■ EXTRACTED DATA
....................

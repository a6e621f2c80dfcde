//! Foreign images as encoder input.
//!
//! An encoder only needs [`ColorSource::bounds`] and [`ColorSource::color_at`];
//! [`ColorSource::to_container`] lets the common layouts skip the per-pixel
//! round trip through `Rgba<u16>`.

use image::{DynamicImage, ImageBuffer, Luma, LumaA, Primitive, Rgb, Rgba};

use crate::{
    color::{Color, ColorModel, Sample},
    container::{Image, NativeForm, Rectangle},
    data_type::DataType,
    error::Result,
};

pub trait ColorSource {
    fn bounds(&self) -> Rectangle;

    fn color_at(&self, x: u32, y: u32) -> Rgba<u16>;

    /// This image as a RawP container. Defaults to a 4×16-bit copy.
    fn to_container(&self) -> Result<Image>
    where
        Self: Sized,
    {
        collect_rgba16(self)
    }
}

/// Samples every pixel into a fresh (4, Uint16) container.
fn collect_rgba16(source: &impl ColorSource) -> Result<Image> {
    let rect = source.bounds();
    let mut pix = Vec::with_capacity(rect.width() as usize * rect.height() as usize * 8);
    for y in rect.min.y..rect.max.y {
        for x in rect.min.x..rect.max.x {
            for channel in source.color_at(x, y).0 {
                pix.extend_from_slice(&channel.to_ne_bytes());
            }
        }
    }
    Image::from_raw(rect, 4, DataType::Uint16, pix)
}

impl ColorSource for Image {
    fn bounds(&self) -> Rectangle {
        Image::bounds(self)
    }

    fn color_at(&self, x: u32, y: u32) -> Rgba<u16> {
        Image::color_at(self, x, y)
    }

    fn to_container(&self) -> Result<Image> {
        Ok(self.clone())
    }
}

impl ColorSource for NativeForm {
    fn bounds(&self) -> Rectangle {
        match self {
            Self::Dynamic(image) => image.bounds(),
            Self::Raw(image) => image.bounds(),
        }
    }

    fn color_at(&self, x: u32, y: u32) -> Rgba<u16> {
        match self {
            Self::Dynamic(image) => ColorSource::color_at(image, x, y),
            Self::Raw(image) => image.color_at(x, y),
        }
    }

    fn to_container(&self) -> Result<Image> {
        match self {
            Self::Dynamic(image) => image.to_container(),
            Self::Raw(image) => Ok(image.clone()),
        }
    }
}

/// Host library sample types that map onto a RawP data type.
pub trait NativeSample: Sample + Primitive {
    const DATA_TYPE: Option<DataType>;

    fn extend_ne_bytes(self, out: &mut Vec<u8>);
}

impl NativeSample for u8 {
    const DATA_TYPE: Option<DataType> = Some(DataType::Uint8);

    fn extend_ne_bytes(self, out: &mut Vec<u8>) {
        out.push(self);
    }
}

impl NativeSample for u16 {
    const DATA_TYPE: Option<DataType> = Some(DataType::Uint16);

    fn extend_ne_bytes(self, out: &mut Vec<u8>) {
        out.extend_from_slice(&self.to_ne_bytes());
    }
}

impl NativeSample for f32 {
    const DATA_TYPE: Option<DataType> = None;

    fn extend_ne_bytes(self, out: &mut Vec<u8>) {
        out.extend_from_slice(&self.to_ne_bytes());
    }
}

/// Host library pixel types, with the RawP layout their samples can be
/// copied into verbatim, if any.
pub trait HostPixel: image::Pixel + Color {
    const LAYOUT: Option<ColorModel>;
}

const fn layout_of<T: NativeSample>(channels: usize) -> Option<ColorModel> {
    match T::DATA_TYPE {
        Some(data_type) => Some(ColorModel::new(channels, data_type)),
        None => None,
    }
}

impl<T: NativeSample> HostPixel for Luma<T>
where
    Luma<T>: image::Pixel,
{
    const LAYOUT: Option<ColorModel> = layout_of::<T>(1);
}

impl<T: NativeSample> HostPixel for Rgba<T>
where
    Rgba<T>: image::Pixel,
{
    const LAYOUT: Option<ColorModel> = layout_of::<T>(4);
}

impl<T: NativeSample> HostPixel for LumaA<T>
where
    LumaA<T>: image::Pixel,
{
    const LAYOUT: Option<ColorModel> = None;
}

impl<T: NativeSample> HostPixel for Rgb<T>
where
    Rgb<T>: image::Pixel,
{
    const LAYOUT: Option<ColorModel> = None;
}

impl<P> ColorSource for ImageBuffer<P, Vec<P::Subpixel>>
where
    P: HostPixel,
    P::Subpixel: NativeSample,
{
    fn bounds(&self) -> Rectangle {
        Rectangle::from_size(self.width(), self.height())
    }

    fn color_at(&self, x: u32, y: u32) -> Rgba<u16> {
        if x >= self.width() || y >= self.height() {
            return Rgba([0; 4]);
        }
        self.get_pixel(x, y).to_rgba16()
    }

    fn to_container(&self) -> Result<Image> {
        let Some(model) = P::LAYOUT else {
            return collect_rgba16(self);
        };
        let mut pix = Vec::with_capacity(self.as_raw().len() * model.data_type.byte_size());
        for &sample in self.as_raw() {
            sample.extend_ne_bytes(&mut pix);
        }
        Image::from_raw(self.bounds(), model.channels, model.data_type, pix)
    }
}

macro_rules! dynamic_dispatch {
    ($image:expr, $buffer:ident => $body:expr, _ => $fallback:expr) => {
        match $image {
            DynamicImage::ImageLuma8($buffer) => $body,
            DynamicImage::ImageLumaA8($buffer) => $body,
            DynamicImage::ImageRgb8($buffer) => $body,
            DynamicImage::ImageRgba8($buffer) => $body,
            DynamicImage::ImageLuma16($buffer) => $body,
            DynamicImage::ImageLumaA16($buffer) => $body,
            DynamicImage::ImageRgb16($buffer) => $body,
            DynamicImage::ImageRgba16($buffer) => $body,
            DynamicImage::ImageRgb32F($buffer) => $body,
            DynamicImage::ImageRgba32F($buffer) => $body,
            _ => $fallback,
        }
    };
}

impl ColorSource for DynamicImage {
    fn bounds(&self) -> Rectangle {
        Rectangle::from_size(self.width(), self.height())
    }

    fn color_at(&self, x: u32, y: u32) -> Rgba<u16> {
        dynamic_dispatch!(self, buffer => buffer.color_at(x, y), _ => {
            let rgba16 = self.to_rgba16();
            rgba16.color_at(x, y)
        })
    }

    fn to_container(&self) -> Result<Image> {
        dynamic_dispatch!(self, buffer => buffer.to_container(), _ => self.to_rgba16().to_container())
    }
}

#[cfg(test)]
mod tests {
    use image::{GrayImage, RgbImage, RgbaImage};

    use super::*;

    #[test]
    fn canonical_buffers_are_copied_verbatim() {
        let gray = GrayImage::from_raw(2, 1, vec![3, 4]).unwrap();
        let image = gray.to_container().unwrap();
        assert_eq!(image.color_model(), ColorModel::GRAY8);
        assert_eq!(image.to_packed_bytes(), [3, 4]);

        let rgba16 = ImageBuffer::<Rgba<u16>, _>::from_raw(1, 1, vec![1u16, 2, 3, 4]).unwrap();
        let image = DynamicImage::ImageRgba16(rgba16).to_container().unwrap();
        assert_eq!(image.color_model(), ColorModel::RGBA16);
        assert_eq!(image.at(0, 0).view().u16(3).unwrap(), 4);
    }

    #[test]
    fn other_buffers_widen_to_rgba16() {
        let rgb = RgbImage::from_raw(1, 2, vec![1, 2, 3, 4, 5, 6]).unwrap();
        let image = rgb.to_container().unwrap();
        assert_eq!(image.color_model(), ColorModel::RGBA16);
        assert_eq!(image.color_at(0, 1), Rgba([0x404, 0x505, 0x606, 0xFFFF]));
    }

    #[test]
    fn dynamic_color_at_matches_buffer() {
        let rgba = RgbaImage::from_raw(1, 1, vec![9, 8, 7, 6]).unwrap();
        let expected = rgba.color_at(0, 0);
        let dynamic = DynamicImage::ImageRgba8(rgba);
        assert_eq!(ColorSource::color_at(&dynamic, 0, 0), expected);
        assert_eq!(ColorSource::color_at(&dynamic, 1, 0), Rgba([0; 4]));
        assert_eq!(ColorSource::bounds(&dynamic), Rectangle::from_size(1, 1));
    }
}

....................

■ TASK DIRECTIONS
Take each line of the material above that holds the string "trait" and copy it.

■ FINAL ANSWER
pub trait ColorSource {
pub trait NativeSample: Sample + Primitive {
pub trait HostPixel: image::Pixel + Color {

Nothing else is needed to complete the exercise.